Plaintiffs have since voluntarily dismissed Defendant Marfrig Global Foods S.A. pursuant to Federal Rule of Civil Procedure 41(a)(1)(A)(i). (No. 22-2903, Pl.'s Notice of Dismissal, Nov. 2, 2022, Docket No. 3.)

Defendants have moved to dismiss Plaintiffs' Complaint. (Joint Mot. Dismiss, Feb. 3, 2023, Docket No. 140.) The Court has already considered multiple motions to dismiss in this action. See In re Cattle Antitrust Litig., 2021 WL 7757881, at *18-19 (denying Defendants' motion to dismiss); In re Cattle Antitrust Litig., No. 19-1222, 2020 WL 5884676, at *8 (D. Minn. Sept. 29, 2020) (granting Defendant' motion to dismiss and granting Class Plaintiffs leave to amend). Accordingly, the Defendants limited their arguments in this present motion to issues unique to these specific Plaintiffs. Plaintiffs oppose Defendants' motion to dismiss. (Pls.' Mem. Opp. Mot. Dismiss, Mar. 20, 2023, Docket No. 178.)

DISCUSSION

I. STANDARD OF REVIEW

In reviewing a motion to dismiss under Federal Rule of Civil Procedure 12(b)(6), the Court considers all facts alleged in the complaint as true to determine if the complaint states a “claim to relief that is plausible on its face.” Braden v. Wal-Mart Stores, Inc., 588 F.3d 585, 594 (8th Cir. 2009) (quoting Ashcroft v. Iqbal, 556 U.S. 662, 678 (2009)). At the motion to dismiss stage, the Court may consider the allegations in the complaint as well as “those materials that are necessarily embraced by the pleadings.” Schriener v. Quicken Loans, Inc., 774 F.3d 442, 444 (8th Cir. 2014).
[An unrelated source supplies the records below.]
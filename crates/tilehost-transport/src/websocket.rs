//! WebSocket connections over plain TCP or TLS.

use std::net::SocketAddr;
use std::sync::atomic::{AtomicU64, Ordering};
use std::time::Duration;

use futures_util::stream::{SplitSink, SplitStream};
use futures_util::{SinkExt, StreamExt};
use tokio::io::{AsyncRead, AsyncWrite};
use tokio::sync::Mutex;
use tokio_tungstenite::tungstenite::Message;
use tokio_tungstenite::WebSocketStream;

use crate::{AcceptedConnection, Connection, ConnectionId, TransportError};

/// Counter for generating unique connection IDs.
static NEXT_CONNECTION_ID: AtomicU64 = AtomicU64::new(1);

/// Any byte stream a WebSocket can run over.
pub trait Io: AsyncRead + AsyncWrite + Send + Unpin {}

impl<T: AsyncRead + AsyncWrite + Send + Unpin> Io for T {}

type WsStream = WebSocketStream<Box<dyn Io>>;

impl AcceptedConnection {
    /// Runs the TLS handshake (for TLS endpoints) and the WebSocket
    /// handshake, both bounded by `timeout`.
    pub async fn upgrade(self, timeout: Duration) -> Result<WebSocketConnection, TransportError> {
        let peer = self.peer;
        let secure = self.tls.is_some();

        let handshake = async move {
            let io: Box<dyn Io> = match self.tls {
                Some(acceptor) => Box::new(
                    acceptor
                        .accept(self.tcp)
                        .await
                        .map_err(|e| TransportError::Handshake(format!("tls: {e}")))?,
                ),
                None => Box::new(self.tcp),
            };
            tokio_tungstenite::accept_async(io)
                .await
                .map_err(|e| TransportError::Handshake(format!("websocket: {e}")))
        };

        let ws = tokio::time::timeout(timeout, handshake)
            .await
            .map_err(|_| TransportError::Handshake("timed out".to_string()))??;

        let id = ConnectionId::new(NEXT_CONNECTION_ID.fetch_add(1, Ordering::Relaxed));
        tracing::debug!(%id, %peer, secure, "WebSocket connection established");
        Ok(WebSocketConnection::new(id, peer, secure, ws))
    }
}

/// A single WebSocket connection.
///
/// The sink and the stream sit behind separate locks, so one task can
/// block in [`recv`](Connection::recv) while others keep sending game
/// output.
pub struct WebSocketConnection {
    id: ConnectionId,
    peer: SocketAddr,
    secure: bool,
    sink: Mutex<SplitSink<WsStream, Message>>,
    stream: Mutex<SplitStream<WsStream>>,
}

impl WebSocketConnection {
    fn new(id: ConnectionId, peer: SocketAddr, secure: bool, ws: WsStream) -> Self {
        let (sink, stream) = ws.split();
        Self {
            id,
            peer,
            secure,
            sink: Mutex::new(sink),
            stream: Mutex::new(stream),
        }
    }

    pub fn peer(&self) -> SocketAddr {
        self.peer
    }

    /// Whether the connection arrived on a TLS endpoint.
    pub fn is_secure(&self) -> bool {
        self.secure
    }
}

fn send_error(e: impl std::error::Error + Send + Sync + 'static) -> TransportError {
    TransportError::SendFailed(std::io::Error::new(std::io::ErrorKind::BrokenPipe, e))
}

impl Connection for WebSocketConnection {
    type Error = TransportError;

    async fn send(&self, data: &[u8]) -> Result<(), Self::Error> {
        // Browsers expect JSON as text frames.
        let msg = match std::str::from_utf8(data) {
            Ok(text) => Message::Text(text.to_owned().into()),
            Err(_) => Message::Binary(data.to_vec().into()),
        };
        self.sink.lock().await.send(msg).await.map_err(send_error)
    }

    async fn recv(&self) -> Result<Option<Vec<u8>>, Self::Error> {
        loop {
            let msg = self.stream.lock().await.next().await;
            match msg {
                Some(Ok(Message::Binary(data))) => return Ok(Some(data.into())),
                Some(Ok(Message::Text(text))) => return Ok(Some(text.as_bytes().to_vec())),
                Some(Ok(Message::Close(_))) | None => return Ok(None),
                Some(Ok(_)) => continue, // ping/pong/frame
                Some(Err(e)) => {
                    return Err(TransportError::ReceiveFailed(std::io::Error::new(
                        std::io::ErrorKind::ConnectionReset,
                        e,
                    )));
                }
            }
        }
    }

    async fn close(&self) -> Result<(), Self::Error> {
        self.sink.lock().await.close().await.map_err(send_error)
    }

    fn id(&self) -> ConnectionId {
        self.id
    }
}
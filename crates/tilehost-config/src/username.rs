//! Username policy and the validated [`Username`] type.
//!
//! A `Username` can only be created through [`UsernamePolicy::parse`], so
//! any function that receives one knows two things without re-checking:
//! it matches the nick pattern, and it is a single plain path component.
//! The second check does not depend on the configurable pattern; a
//! permissive `nick_regex` can never open a path-traversal hole.

use std::borrow::Borrow;
use std::fmt;
use std::path::{Component, Path};

use regex::Regex;

use crate::UsernameError;

/// The nick pattern used when the configuration does not set one.
pub const DEFAULT_NICK_REGEX: &str = r"^[a-zA-Z0-9]{3,20}$";

/// A username that passed the username policy.
#[derive(Debug, Clone, PartialEq, Eq, Hash, PartialOrd, Ord)]
pub struct Username(String);

impl Username {
    /// Returns the name as a string slice.
    pub fn as_str(&self) -> &str {
        &self.0
    }

    /// Consumes the wrapper and returns the inner string.
    pub fn into_inner(self) -> String {
        self.0
    }
}

impl fmt::Display for Username {
    fn fmt(&self, f: &mut fmt::Formatter<'_>) -> fmt::Result {
        f.write_str(&self.0)
    }
}

impl AsRef<str> for Username {
    fn as_ref(&self) -> &str {
        &self.0
    }
}

// Derived `Eq`, `Ord` and `Hash` all defer to the inner string, so maps
// keyed by `Username` can be queried with a plain `&str`.
impl Borrow<str> for Username {
    fn borrow(&self) -> &str {
        &self.0
    }
}

/// Validates raw usernames against the nick pattern.
#[derive(Debug, Clone)]
pub struct UsernamePolicy {
    pattern: Regex,
}

impl UsernamePolicy {
    /// Builds a policy from a regular expression.
    pub fn new(pattern: &str) -> Result<Self, regex::Error> {
        Ok(Self {
            pattern: Regex::new(pattern)?,
        })
    }

    /// Returns the pattern source.
    pub fn pattern(&self) -> &str {
        self.pattern.as_str()
    }

    /// Checks a raw name and wraps it on success.
    ///
    /// The path guard runs before the pattern so that the error for a
    /// name like `../root` is always [`UsernameError::UnsafePath`].
    pub fn parse(&self, raw: &str) -> Result<Username, UsernameError> {
        if !is_path_safe(raw) {
            return Err(UsernameError::UnsafePath);
        }
        if !self.pattern.is_match(raw) {
            return Err(UsernameError::Pattern);
        }
        Ok(Username(raw.to_string()))
    }
}

impl Default for UsernamePolicy {
    fn default() -> Self {
        Self::new(DEFAULT_NICK_REGEX).expect("default nick regex compiles")
    }
}

/// Returns `true` if `name` is exactly one normal path component.
///
/// Rejects empty names, `.` and `..`, anything containing `/` or `\`,
/// and NUL bytes.
pub fn is_path_safe(name: &str) -> bool {
    if name.is_empty() || name.contains(['/', '\\', '\0']) || name.contains("..") {
        return false;
    }
    let mut components = Path::new(name).components();
    matches!(
        (components.next(), components.next()),
        (Some(Component::Normal(c)), None) if c == name
    )
}

#[cfg(test)]
mod tests {
    use super::*;

    #[test]
    fn test_parse_alphanumeric_name_succeeds() {
        let policy = UsernamePolicy::default();
        let name = policy.parse("Alice").expect("valid nick");
        assert_eq!(name.as_str(), "Alice");
        assert_eq!(name.to_string(), "Alice");
    }

    #[test]
    fn test_parse_length_bounds() {
        let policy = UsernamePolicy::default();
        assert_eq!(policy.parse("ab"), Err(UsernameError::Pattern));
        assert!(policy.parse("abc").is_ok());
        assert!(policy.parse(&"a".repeat(20)).is_ok());
        assert_eq!(policy.parse(&"a".repeat(21)), Err(UsernameError::Pattern));
    }

    #[test]
    fn test_parse_non_alphanumeric_rejected() {
        let policy = UsernamePolicy::default();
        assert_eq!(policy.parse("bad name"), Err(UsernameError::Pattern));
        assert_eq!(policy.parse("under_score"), Err(UsernameError::Pattern));
    }

    #[test]
    fn test_parse_traversal_rejected_even_with_permissive_pattern() {
        let policy = UsernamePolicy::new(r"^.*$").unwrap();
        for raw in ["..", "../etc", "a/b", "a\\b", ".", "", "x..y", "nul\0"] {
            assert_eq!(
                policy.parse(raw),
                Err(UsernameError::UnsafePath),
                "{raw:?} should be rejected"
            );
        }
        assert!(policy.parse("fine.name").is_ok());
    }

    #[test]
    fn test_is_path_safe_single_component_only() {
        assert!(is_path_safe("Alice"));
        assert!(!is_path_safe("/Alice"));
        assert!(!is_path_safe("Alice/"));
    }
}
“A claim has facial plausibility when the plaintiff pleads factual content that allows the court to draw the reasonable inference that the defendant is liable for the misconduct alleged.” Iqbal, 556 U.S. at 678. The Court construes the complaint in the light most favorable to the plaintiff, drawing all inferences in the plaintiff's favor. Ashley Cnty. v. Pfizer, Inc., 552 F.3d 659, 665 (8th Cir. 2009). Although the Court accepts the complaint's factual allegations as true and construes the complaint in a light most favorable to the plaintiff, it is “not bound to accept as true a legal conclusion couched as a factual allegation.” Papasan v. Allain, 478 U.S. 265, 286 (1986). In other words, a complaint “does not need detailed factual allegations” but must include more “than labels and conclusions, and a formulaic recitation of the elements” to meet the plausibility standard. Bell Atl. Corp. v. Twombly, 550 U.S. 544, 555 (2007).

II. ANALYSIS

Defendants present three main arguments: (1) that Plaintiffs have not adequately pled antitrust standing and causation under Associated General Contractors of California, Inc. v. California State Council of Carpenters, 459 U.S. 519 (1983) (“AGC”); (2) that the nationwide damages claim under the Kansas Restraint of Trade Act is improper; and (3) that Plaintiffs failed to plead a claim to relief under the remaining state antitrust and consumer protection laws. Plaintiffs have since voluntarily dismissed their Kansas Restraint of Trade Act claim. (Notice of Dismissal, June 10, 2023, Docket No. 271.) The Court will take the remaining issues in turn.

A. Antitrust Standing

The Supreme Court has two prominent doctrines that impact antitrust standing. In Illinois Brick Co. v. Illinois, the Supreme Court held that indirect purchasers were prohibited from seeking damages under federal antitrust law. See 431 U.S. 720 (1977). Then, in AGC, the Supreme Court imposed a version of proximate cause on antitrust claims. 459 U.S. at 539 (considering “the directness or indirectness of the asserted injury,” including “the chain of causation between the [plaintiff's] injury and the alleged restraint in the market.”). While Illinois Brick applies to purchases in the defendants' product distribution chain, AGC applies to all potential antitrust plaintiffs-whether they are related to the defendants as purchasers or not. Illinois Brick does not apply here because Plaintiffs are upstream sellers, but AGC does.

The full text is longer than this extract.